When I do trade using CFD's thats the Margin I will be comfortable with.
So with CFD's that would be $62.5K up front.

If that went then I would certaintly stop trading as my method would be flawed.(The 62.5K).


----------



## money tree (13 January 2006)

see tech/a this is why you need good advice.

your approach has serious tax negatives:

1. interest on a home loan is not tax deductable.
2. interest on a margin loan IS tax deductable
3. CFDs have no franking credits and raise further tax problems
4. CFD interest is not tax deductable.
5. CFD interest is higher than a home loan redraw

using a 2.5:1 ratio is inefficient. better to maximise the leverage and use less capital. instalment warrants is one solution which solves all the tax issues (and theres no risk of margin call)

your ignorant attitude towards Financial Advisors is costing you a lot of money (and I feel sorry for those you influence into the same attitude).
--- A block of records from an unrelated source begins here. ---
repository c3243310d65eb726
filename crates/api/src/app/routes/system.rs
use axum::http::StatusCode;

pub async fn health() -> StatusCode {
    StatusCode::OK
}
use std::collections::BTreeMap;
use std::sync::Arc;

use thiserror::Error;

use crate::caller::AiCaller;

#[derive(Debug, Clone, PartialEq, Eq, Error)]
#[error("unknown model: {0}")]
pub struct UnknownModel(pub String);

/// Analysis backends selectable by model name.
///
/// Jobs that name no model use the default caller. A named model must be
/// registered; results are always labelled with the provider of the caller
/// that actually answered.
#[derive(Clone)]
pub struct AiCallers {
    default: Arc<dyn AiCaller>,
    by_model: BTreeMap<String, Arc<dyn AiCaller>>,
}

impl AiCallers {
    pub fn new(default: Arc<dyn AiCaller>) -> Self {
        Self {
            default,
            by_model: BTreeMap::new(),
        }
    }

    pub fn with_model(mut self, model: impl Into<String>, caller: Arc<dyn AiCaller>) -> Self {
        self.by_model.insert(model.into(), caller);
        self
    }

    pub fn default_caller(&self) -> &Arc<dyn AiCaller> {
        &self.default
    }

    /// Caller for `model`, or the default when none is named.
    pub fn resolve(&self, model: Option<&str>) -> Result<&Arc<dyn AiCaller>, UnknownModel> {
        match model.map(str::trim).filter(|m| !m.is_empty()) {
            None => Ok(&self.default),
            Some(name) => self
                .by_model
                .get(name)
                .ok_or_else(|| UnknownModel(name.to_string())),
        }
    }

    /// Registered model names, sorted.
    pub fn models(&self) -> impl Iterator<Item = &str> {
        self.by_model.keys().map(String::as_str)
    }
}

impl std::fmt::Debug for AiCallers {
    fn fmt(&self, f: &mut std::fmt::Formatter<'_>) -> std::fmt::Result {
        f.debug_struct("AiCallers")
            .field("default", &self.default.provider())
            .field("models", &self.by_model.keys().collect::<Vec<_>>())
            .finish()
    }
}

#[cfg(test)]
mod tests {
    use super::*;
    use async_trait::async_trait;

    use crate::result::{AiError, AnalysisResult};

    struct Named(&'static str);

    #[async_trait]
    impl AiCaller for Named {
        fn provider(&self) -> &str {
            self.0
        }

        async fn analyze(&self, _text: &str, _instructions: &str) -> Result<AnalysisResult, AiError> {
            Ok(AnalysisResult::new(self.0))
        }
    }

    #[test]
    fn resolves_by_model_name() {
        let callers = AiCallers::new(Arc::new(Named("default")))
            .with_model("gpt-4o", Arc::new(Named("openai-compatible:gpt-4o")))
            .with_model("azure-gpt4", Arc::new(Named("openai-compatible:azure-gpt4")));

        assert_eq!(callers.resolve(None).unwrap().provider(), "default");
        assert_eq!(callers.resolve(Some("  ")).unwrap().provider(), "default");
        assert_eq!(
            callers.resolve(Some("azure-gpt4")).unwrap().provider(),
            "openai-compatible:azure-gpt4"
        );
        assert_eq!(callers.models().collect::<Vec<_>>(), vec!["azure-gpt4", "gpt-4o"]);
    }

    #[test]
    fn unknown_model_is_an_error() {
        let callers = AiCallers::new(Arc::new(Named("default")));
        let err = callers.resolve(Some("claude")).err().unwrap();
        assert_eq!(err, UnknownModel("claude".to_string()));
    }
}
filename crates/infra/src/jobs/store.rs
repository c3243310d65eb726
//! Job record storage (the progress tracker read by polling clients).

use std::collections::HashMap;
use std::sync::{Arc, RwLock};

use async_trait::async_trait;

use recap_core::{DomainError, TaskId};

use super::types::{ItemOutcome, Job, JobId, JobStatus};

/// Durable job records.
///
/// Every mutation is a single atomic step on the stored record, so concurrent
/// workers reporting outcomes never lose updates.
#[async_trait]
pub trait JobStore: Send + Sync + 'static {
    /// Persist a new job.
    async fn insert(&self, job: &Job) -> Result<(), JobStoreError>;

    async fn get(&self, job_id: JobId) -> Result<Option<Job>, JobStoreError>;

    /// All jobs of a task, newest first.
    async fn list_by_task(&self, task_id: TaskId) -> Result<Vec<Job>, JobStoreError>;

    /// All jobs currently in one of `statuses`, oldest first.
    async fn list_by_status(&self, statuses: &[JobStatus]) -> Result<Vec<Job>, JobStoreError>;

    /// `Pending -> Running`: fix `total`, count `filtered` items as skipped, stamp `started_at`.
    async fn begin(&self, job_id: JobId, total: u64, filtered: u64) -> Result<Job, JobStoreError>;

    /// Add `count` outcomes to a running job's counters.
    async fn record(
        &self,
        job_id: JobId,
        outcome: ItemOutcome,
        count: u64,
    ) -> Result<Job, JobStoreError>;

    /// Move an active job to a terminal status and stamp `completed_at`.
    async fn finish(
        &self,
        job_id: JobId,
        status: JobStatus,
        error_message: Option<String>,
    ) -> Result<Job, JobStoreError>;
}

#[async_trait]
impl<T: JobStore + ?Sized> JobStore for Arc<T> {
    async fn insert(&self, job: &Job) -> Result<(), JobStoreError> {
        (**self).insert(job).await
    }

    async fn get(&self, job_id: JobId) -> Result<Option<Job>, JobStoreError> {
        (**self).get(job_id).await
    }

    async fn list_by_task(&self, task_id: TaskId) -> Result<Vec<Job>, JobStoreError> {
        (**self).list_by_task(task_id).await
    }

    async fn list_by_status(&self, statuses: &[JobStatus]) -> Result<Vec<Job>, JobStoreError> {
        (**self).list_by_status(statuses).await
    }

    async fn begin(&self, job_id: JobId, total: u64, filtered: u64) -> Result<Job, JobStoreError> {
        (**self).begin(job_id, total, filtered).await
    }

    async fn record(
        &self,
        job_id: JobId,
        outcome: ItemOutcome,
        count: u64,
    ) -> Result<Job, JobStoreError> {
        (**self).record(job_id, outcome, count).await
    }

    async fn finish(
        &self,
        job_id: JobId,
        status: JobStatus,
        error_message: Option<String>,
    ) -> Result<Job, JobStoreError> {
        (**self).finish(job_id, status, error_message).await
    }
}

/// Job store error.
#[derive(Debug, Clone, thiserror::Error)]
pub enum JobStoreError {
    #[error("job not found: {0}")]
    NotFound(JobId),
    #[error("job already exists: {0}")]
    AlreadyExists(JobId),
    #[error("invalid transition for job {job_id}: {message}")]
    InvalidTransition { job_id: JobId, message: String },
    #[error("storage error: {0}")]
    Storage(String),
}

impl JobStoreError {
    fn from_domain(job_id: JobId, err: DomainError) -> Self {
        JobStoreError::InvalidTransition {
            job_id,
            message: err.to_string(),
        }
    }
}

/// In-memory job store for tests/dev.
#[derive(Debug, Default)]
pub struct InMemoryJobStore {
    jobs: RwLock<HashMap<JobId, Job>>,
}

impl InMemoryJobStore {
    pub fn new() -> Self {
        Self::default()
    }

    pub fn arc() -> Arc<Self> {
        Arc::new(Self::new())
    }

    fn update<F>(&self, job_id: JobId, f: F) -> Result<Job, JobStoreError>
    where
        F: FnOnce(&mut Job) -> Result<(), DomainError>,
    {
        let mut jobs = self
            .jobs
            .write()
            .map_err(|_| JobStoreError::Storage("job store lock poisoned".into()))?;
        let stored = jobs.get_mut(&job_id).ok_or(JobStoreError::NotFound(job_id))?;

        // Mutate a copy so a rejected update leaves the stored record intact.
        let mut next = stored.clone();
        f(&mut next).map_err(|e| JobStoreError::from_domain(job_id, e))?;
        *stored = next.clone();
        Ok(next)
    }
}

#[async_trait]
impl JobStore for InMemoryJobStore {
    async fn insert(&self, job: &Job) -> Result<(), JobStoreError> {
        let mut jobs = self
            .jobs
            .write()
            .map_err(|_| JobStoreError::Storage("job store lock poisoned".into()))?;
        if jobs.contains_key(&job.id) {
            return Err(JobStoreError::AlreadyExists(job.id));
        }
        jobs.insert(job.id, job.clone());
        Ok(())
    }

    async fn get(&self, job_id: JobId) -> Result<Option<Job>, JobStoreError> {
        let jobs = self
            .jobs
            .read()
            .map_err(|_| JobStoreError::Storage("job store lock poisoned".into()))?;
        Ok(jobs.get(&job_id).cloned())
    }

    async fn list_by_task(&self, task_id: TaskId) -> Result<Vec<Job>, JobStoreError> {
        let jobs = self
            .jobs
            .read()
            .map_err(|_| JobStoreError::Storage("job store lock poisoned".into()))?;
        let mut result: Vec<_> = jobs
            .values()
            .filter(|j| j.task_id == task_id)
            .cloned()
            .collect();

        // UUIDv7 ids break ties between jobs created in the same instant.
        result.sort_by(|a, b| b.created_at.cmp(&a.created_at).then(b.id.cmp(&a.id)));
        Ok(result)
    }

    async fn list_by_status(&self, statuses: &[JobStatus]) -> Result<Vec<Job>, JobStoreError> {
        let jobs = self
            .jobs
            .read()
            .map_err(|_| JobStoreError::Storage("job store lock poisoned".into()))?;
        let mut result: Vec<_> = jobs
            .values()
            .filter(|j| statuses.contains(&j.status))
            .cloned()
            .collect();

        result.sort_by(|a, b| a.created_at.cmp(&b.created_at).then(a.id.cmp(&b.id)));
        Ok(result)
    }

    async fn begin(&self, job_id: JobId, total: u64, filtered: u64) -> Result<Job, JobStoreError> {
        self.update(job_id, |job| job.begin(total, filtered))
    }

    async fn record(
        &self,
        job_id: JobId,
        outcome: ItemOutcome,
        count: u64,
    ) -> Result<Job, JobStoreError> {
        self.update(job_id, |job| job.record(outcome, count))
    }

    async fn finish(
        &self,
        job_id: JobId,
        status: JobStatus,
        error_message: Option<String>,
    ) -> Result<Job, JobStoreError> {
        self.update(job_id, |job| job.finish(status, error_message))
    }
}

#[cfg(test)]
mod tests {
    use super::*;
    use crate::jobs::types::JobConfig;

    fn pending_job(task_id: TaskId) -> Job {
        Job::new(task_id, JobConfig::default())
    }

    #[tokio::test]
    async fn insert_and_get() {
        let store = InMemoryJobStore::new();
        let job = pending_job(TaskId::new());

        store.insert(&job).await.unwrap();
        assert_eq!(store.get(job.id).await.unwrap(), Some(job.clone()));
        assert!(matches!(
            store.insert(&job).await,
            Err(JobStoreError::AlreadyExists(_))
        ));
        assert!(store.get(JobId::new()).await.unwrap().is_none());
    }

    #[tokio::test]
    async fn counters_follow_the_lifecycle() {
        let store = InMemoryJobStore::new();
        let job = pending_job(TaskId::new());
        store.insert(&job).await.unwrap();

        let running = store.begin(job.id, 4, 1).await.unwrap();
        assert_eq!(running.status, JobStatus::Running);
        assert_eq!(running.counters.skipped, 1);

        store.record(job.id, ItemOutcome::Success, 1).await.unwrap();
        store.record(job.id, ItemOutcome::Failed, 1).await.unwrap();
        let after = store.record(job.id, ItemOutcome::Skipped, 1).await.unwrap();
        assert_eq!(after.counters.processed, 4);
        assert!(after.counters.is_consistent());

        let err = store.record(job.id, ItemOutcome::Success, 1).await.unwrap_err();
        assert!(matches!(err, JobStoreError::InvalidTransition { .. }));
        assert_eq!(store.get(job.id).await.unwrap().unwrap().counters.processed, 4);

        let done = store.finish(job.id, JobStatus::Completed, None).await.unwrap();
        assert!(done.completed_at.is_some());
    }

    #[tokio::test]
    async fn terminal_jobs_reject_updates() {
        let store = InMemoryJobStore::new();
        let job = pending_job(TaskId::new());
        store.insert(&job).await.unwrap();
        store.finish(job.id, JobStatus::Cancelled, None).await.unwrap();

        assert!(store.begin(job.id, 1, 0).await.is_err());
        assert!(store.finish(job.id, JobStatus::Failed, Some("x".into())).await.is_err());
        let stored = store.get(job.id).await.unwrap().unwrap();
        assert_eq!(stored.status, JobStatus::Cancelled);
        assert!(stored.error_message.is_none());
    }

    #[tokio::test]
    async fn lists_newest_first_per_task() {
        let store = InMemoryJobStore::new();
        let task = TaskId::new();
        let first = pending_job(task);
        let second = pending_job(task);
        store.insert(&first).await.unwrap();
        store.insert(&second).await.unwrap();
        store.insert(&pending_job(TaskId::new())).await.unwrap();

        let ids: Vec<_> = store
            .list_by_task(task)
            .await
            .unwrap()
            .into_iter()
            .map(|j| j.id)
            .collect();
        assert_eq!(ids, vec![second.id, first.id]);
    }

    #[tokio::test]
    async fn list_by_status_filters() {
        let store = InMemoryJobStore::new();
        let a = pending_job(TaskId::new());
        let b = pending_job(TaskId::new());
        store.insert(&a).await.unwrap();
        store.insert(&b).await.unwrap();
        store.begin(b.id, 0, 0).await.unwrap();

        let running = store.list_by_status(&[JobStatus::Running]).await.unwrap();
        assert_eq!(running.len(), 1);
        assert_eq!(running[0].id, b.id);

        let active = store
            .list_by_status(&[JobStatus::Pending, JobStatus::Running])
            .await
            .unwrap();
        assert_eq!(active.len(), 2);
    }

    #[tokio::test]
    async fn concurrent_records_are_not_lost() {
        let store = InMemoryJobStore::arc();
        let job = pending_job(TaskId::new());
        store.insert(&job).await.unwrap();
        store.begin(job.id, 200, 0).await.unwrap();
        let job_id = job.id;

        let mut handles = Vec::new();
        for i in 0..200 {
            let store = store.clone();
            let outcome = if i % 3 == 0 {
                ItemOutcome::Failed
            } else {
                ItemOutcome::Success
            };
            handles.push(tokio::spawn(async move {
                store.record(job_id, outcome, 1).await.unwrap();
            }));
        }
        for h in handles {
            h.await.unwrap();
        }

        let stored = store.get(job_id).await.unwrap().unwrap();
        assert_eq!(stored.counters.processed, 200);
        assert_eq!(stored.counters.failed, 67);
        assert_eq!(stored.counters.success, 133);
    }
}
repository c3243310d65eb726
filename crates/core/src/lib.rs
//! `recap-core`: identifiers and the domain error model shared by every crate.
//!
//! Pure types only; no I/O.

pub mod error;
pub mod id;

pub use error::{DomainError, DomainResult};
pub use id::{JobId, TaskId};
//! Worker pool driving one job from enumeration to a terminal status.

use std::collections::VecDeque;
use std::sync::{Arc, Mutex};
use std::time::Duration;

use tokio::task::JoinSet;
use tracing::{debug, error, info, warn};

use recap_ai::{AiCaller, AiCallers};

use super::cancel::CancellationFlag;
use super::prepare::{ContentPreparer, DEFAULT_CLUSTER_LIMIT};
use super::retry::call_with_retry;
use super::sink::{ResultSink, StoredResult};
use super::source::{WorkItem, WorkItemSource};
use super::store::{JobStore, JobStoreError};
use super::types::{ItemOutcome, Job, JobId, JobStatus, RetryPolicy, WorkItemKind};

/// Process-wide scheduler tuning.
#[derive(Debug, Clone, PartialEq, Eq)]
pub struct SchedulerSettings {
    /// Per-call timeout for single-record items.
    pub record_timeout: Duration,
    /// Per-call timeout for cluster items (longer texts).
    pub cluster_timeout: Duration,
    pub retry_base_delay: Duration,
    pub retry_max_delay: Duration,
    /// Most recent records composing a cluster's text.
    pub cluster_limit: usize,
}

impl Default for SchedulerSettings {
    fn default() -> Self {
        Self {
            record_timeout: Duration::from_secs(60),
            cluster_timeout: Duration::from_secs(90),
            retry_base_delay: Duration::from_secs(1),
            retry_max_delay: Duration::from_secs(30),
            cluster_limit: DEFAULT_CLUSTER_LIMIT,
        }
    }
}

impl SchedulerSettings {
    pub fn timeout_for(&self, kind: WorkItemKind) -> Duration {
        if kind.is_cluster() {
            self.cluster_timeout
        } else {
            self.record_timeout
        }
    }

    pub fn retry_policy(&self, max_retries: u32) -> RetryPolicy {
        RetryPolicy::exponential(max_retries, self.retry_base_delay, self.retry_max_delay)
    }
}

#[derive(Debug, Clone, thiserror::Error)]
pub enum SchedulerError {
    #[error("job not found: {0}")]
    JobNotFound(JobId),
    #[error(transparent)]
    Store(#[from] JobStoreError),
}

/// Runs batch jobs against a set of collaborators.
///
/// The scheduler owns no job state of its own; everything a polling client
/// sees goes through the [`JobStore`].
#[derive(Clone)]
pub struct BatchScheduler {
    store: Arc<dyn JobStore>,
    source: Arc<dyn WorkItemSource>,
    preparer: Arc<dyn ContentPreparer>,
    callers: AiCallers,
    sink: Arc<dyn ResultSink>,
    settings: SchedulerSettings,
}

impl BatchScheduler {
    pub fn new(
        store: Arc<dyn JobStore>,
        source: Arc<dyn WorkItemSource>,
        preparer: Arc<dyn ContentPreparer>,
        caller: Arc<dyn AiCaller>,
        sink: Arc<dyn ResultSink>,
    ) -> Self {
        Self {
            store,
            source,
            preparer,
            callers: AiCallers::new(caller),
            sink,
            settings: SchedulerSettings::default(),
        }
    }

    /// Replace the callers jobs pick from by model name.
    pub fn with_callers(mut self, callers: AiCallers) -> Self {
        self.callers = callers;
        self
    }

    pub fn with_settings(mut self, settings: SchedulerSettings) -> Self {
        self.settings = settings;
        self
    }

    pub fn settings(&self) -> &SchedulerSettings {
        &self.settings
    }

    pub fn store(&self) -> &Arc<dyn JobStore> {
        &self.store
    }

    pub fn callers(&self) -> &AiCallers {
        &self.callers
    }

    pub fn preparer(&self) -> &Arc<dyn ContentPreparer> {
        &self.preparer
    }

    pub fn sink(&self) -> &Arc<dyn ResultSink> {
        &self.sink
    }

    /// Run a pending job to completion and return its final record.
    ///
    /// Item failures only move counters. The job ends FAILED only on a
    /// systemic fault: enumeration, an unregistered model, the result sink
    /// or the job store itself.
    pub async fn run(&self, job_id: JobId, cancel: CancellationFlag) -> Result<Job, SchedulerError> {
        let job = self
            .store
            .get(job_id)
            .await?
            .ok_or(SchedulerError::JobNotFound(job_id))?;

        if cancel.is_cancelled() {
            info!(job_id = %job_id, "job cancelled before start");
            return Ok(self.store.finish(job_id, JobStatus::Cancelled, None).await?);
        }

        let enumeration = match self
            .source
            .enumerate(job.task_id, job.config.kind, &job.config.filter_keywords)
            .await
        {
            Ok(e) => e,
            Err(e) => {
                error!(job_id = %job_id, task_id = %job.task_id, error = %e, "enumeration failed");
                let (status, message) = terminal_status(&cancel, Some(e.to_string()));
                return Ok(self.store.finish(job_id, status, message).await?);
            }
        };

        let caller = match self.callers.resolve(job.config.model.as_deref()) {
            Ok(caller) => caller.clone(),
            Err(e) => {
                error!(job_id = %job_id, error = %e, "no caller for job model");
                let (status, message) = terminal_status(&cancel, Some(e.to_string()));
                return Ok(self.store.finish(job_id, status, message).await?);
            }
        };

        let total = enumeration.total();
        let filtered = enumeration.filtered_count();
        let job = self.store.begin(job_id, total, filtered).await?;
        let items = enumeration.into_dispatchable();

        info!(
            job_id = %job_id,
            task_id = %job.task_id,
            kind = job.config.kind.as_str(),
            total,
            filtered,
            dispatchable = items.len(),
            concurrency = job.config.concurrency,
            provider = caller.provider(),
            "job started"
        );

        let fault = self.drain(&job, items, &caller, &cancel).await;

        let (status, message) = terminal_status(&cancel, fault);
        let finished = self.store.finish(job_id, status, message).await?;

        info!(
            job_id = %job_id,
            status = %finished.status,
            processed = finished.counters.processed,
            success = finished.counters.success,
            failed = finished.counters.failed,
            skipped = finished.counters.skipped,
            "job finished"
        );
        Ok(finished)
    }

    /// Process `items` with at most `concurrency` workers. Returns the first
    /// systemic fault, if any.
    async fn drain(
        &self,
        job: &Job,
        items: Vec<WorkItem>,
        caller: &Arc<dyn AiCaller>,
        cancel: &CancellationFlag,
    ) -> Option<String> {
        let workers = job.config.concurrency.max(1).min(items.len());
        let queue = Arc::new(Mutex::new(VecDeque::from(items)));
        let fault: Arc<Mutex<Option<String>>> = Arc::new(Mutex::new(None));

        let mut pool = JoinSet::new();
        for worker in 0..workers {
            let this = self.clone();
            let job = job.clone();
            let queue = queue.clone();
            let fault = fault.clone();
            let caller = caller.clone();
            let cancel = cancel.clone();
            pool.spawn(async move {
                this.worker_loop(worker, &job, &queue, &fault, &caller, &cancel).await;
            });
        }

        while let Some(joined) = pool.join_next().await {
            if let Err(e) = joined {
                error!(job_id = %job.id, error = %e, "worker task aborted");
                set_fault(&fault, format!("worker task aborted: {e}"));
            }
        }

        let fault = fault.lock().ok().and_then(|mut f| f.take());

        if fault.is_none() && cancel.is_cancelled() {
            let remaining = queue.lock().map(|q| q.len()).unwrap_or(0) as u64;
            if remaining > 0 {
                info!(job_id = %job.id, remaining, "cancellation observed, skipping unclaimed items");
                if let Err(e) = self.store.record(job.id, ItemOutcome::Skipped, remaining).await {
                    return Some(format!("failed to record skipped items: {e}"));
                }
            }
        }

        fault
    }

    async fn worker_loop(
        &self,
        worker: usize,
        job: &Job,
        queue: &Mutex<VecDeque<WorkItem>>,
        fault: &Mutex<Option<String>>,
        caller: &Arc<dyn AiCaller>,
        cancel: &CancellationFlag,
    ) {
        loop {
            if cancel.is_cancelled() || has_fault(fault) {
                break;
            }
            let Some(item) = queue.lock().ok().and_then(|mut q| q.pop_front()) else {
                break;
            };

            let outcome = match self.process_item(job, &item, caller, cancel).await {
                Ok(outcome) => outcome,
                Err(message) => {
                    error!(job_id = %job.id, key = %item.key, error = %message, "systemic failure");
                    set_fault(fault, message);
                    break;
                }
            };

            if let Err(e) = self.store.record(job.id, outcome, 1).await {
                error!(job_id = %job.id, key = %item.key, error = %e, "failed to record outcome");
                set_fault(fault, format!("failed to record outcome: {e}"));
                break;
            }
        }
        debug!(job_id = %job.id, worker, "worker exiting");
    }

    /// One item: idempotency check, preparation, AI call with retry, save.
    ///
    /// `Err` carries a systemic fault message; every item-level problem is
    /// folded into the returned outcome.
    async fn process_item(
        &self,
        job: &Job,
        item: &WorkItem,
        caller: &Arc<dyn AiCaller>,
        cancel: &CancellationFlag,
    ) -> Result<ItemOutcome, String> {
        let kind = job.config.kind.result_kind();

        let done = self
            .sink
            .has_result(job.task_id, &item.key, kind)
            .await
            .map_err(|e| e.to_string())?;
        if done {
            debug!(job_id = %job.id, key = %item.key, "already analysed, skipping");
            return Ok(ItemOutcome::Skipped);
        }

        if cancel.is_cancelled() {
            return Ok(ItemOutcome::Skipped);
        }

        let text = match self.preparer.prepare(job.task_id, item).await {
            Ok(text) => text,
            Err(e) => {
                warn!(job_id = %job.id, key = %item.key, error = %e, "preparation failed");
                return Ok(ItemOutcome::Failed);
            }
        };

        if cancel.is_cancelled() {
            return Ok(ItemOutcome::Skipped);
        }

        let report = call_with_retry(
            caller.as_ref(),
            &item.key,
            &text,
            &job.config.instructions,
            &self.settings.retry_policy(job.config.max_retries),
            self.settings.timeout_for(job.config.kind),
            cancel,
        )
        .await;

        match report.outcome {
            Ok(result) => {
                let provider = caller.provider().to_string();
                self.sink
                    .save_result(StoredResult::new(job.task_id, item.key.clone(), kind, provider, result))
                    .await
                    .map_err(|e| e.to_string())?;
                debug!(job_id = %job.id, key = %item.key, attempts = report.attempts, "item analysed");
                Ok(ItemOutcome::Success)
            }
            Err(e) => {
                warn!(
                    job_id = %job.id,
                    key = %item.key,
                    attempts = report.attempts,
                    cancelled = report.cancelled,
                    error = %e,
                    "item failed"
                );
                Ok(ItemOutcome::Failed)
            }
        }
    }
}

/// Seal `cancel` and pick the terminal status. An accepted cancellation
/// always wins; a fault message is kept either way.
fn terminal_status(cancel: &CancellationFlag, fault: Option<String>) -> (JobStatus, Option<String>) {
    if cancel.seal() {
        return (JobStatus::Cancelled, fault);
    }
    match fault {
        Some(message) => (JobStatus::Failed, Some(message)),
        None => (JobStatus::Completed, None),
    }
}

fn has_fault(fault: &Mutex<Option<String>>) -> bool {
    fault.lock().map(|f| f.is_some()).unwrap_or(true)
}

fn set_fault(fault: &Mutex<Option<String>>, message: String) {
    if let Ok(mut f) = fault.lock() {
        f.get_or_insert(message);
    }
}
Tax is optional. How much did you pay last year? A *good* advisor would show you how to make an extra 30k or so a year.....but dont you worry, you just keep bagging em out cos you are soooo superior.


----------



## trader (13 January 2006)

This wouldn"t be coming from someone with a vested interest.


----------



## RodC (13 January 2006)

money tree said:
			
		

> see tech/a this is why you need good advice.
> 
> your approach has serious tax negatives:
> 
> ...




Doesn't this depend on what the funds are used for?


----------



## RodC (13 January 2006)

zzkazu said:
			
		

> What are the thoughts on the use of equity vs Margin Lending to increase a trading position.
> 
> I'm full bottle on risk management, but cant really seem to see the benefit of Margin Lending when equity can be used at a lower interest rate;  unless for greater exposure leverage by the use of equity.
> 
> ...




I guess you're referrring to equity in property.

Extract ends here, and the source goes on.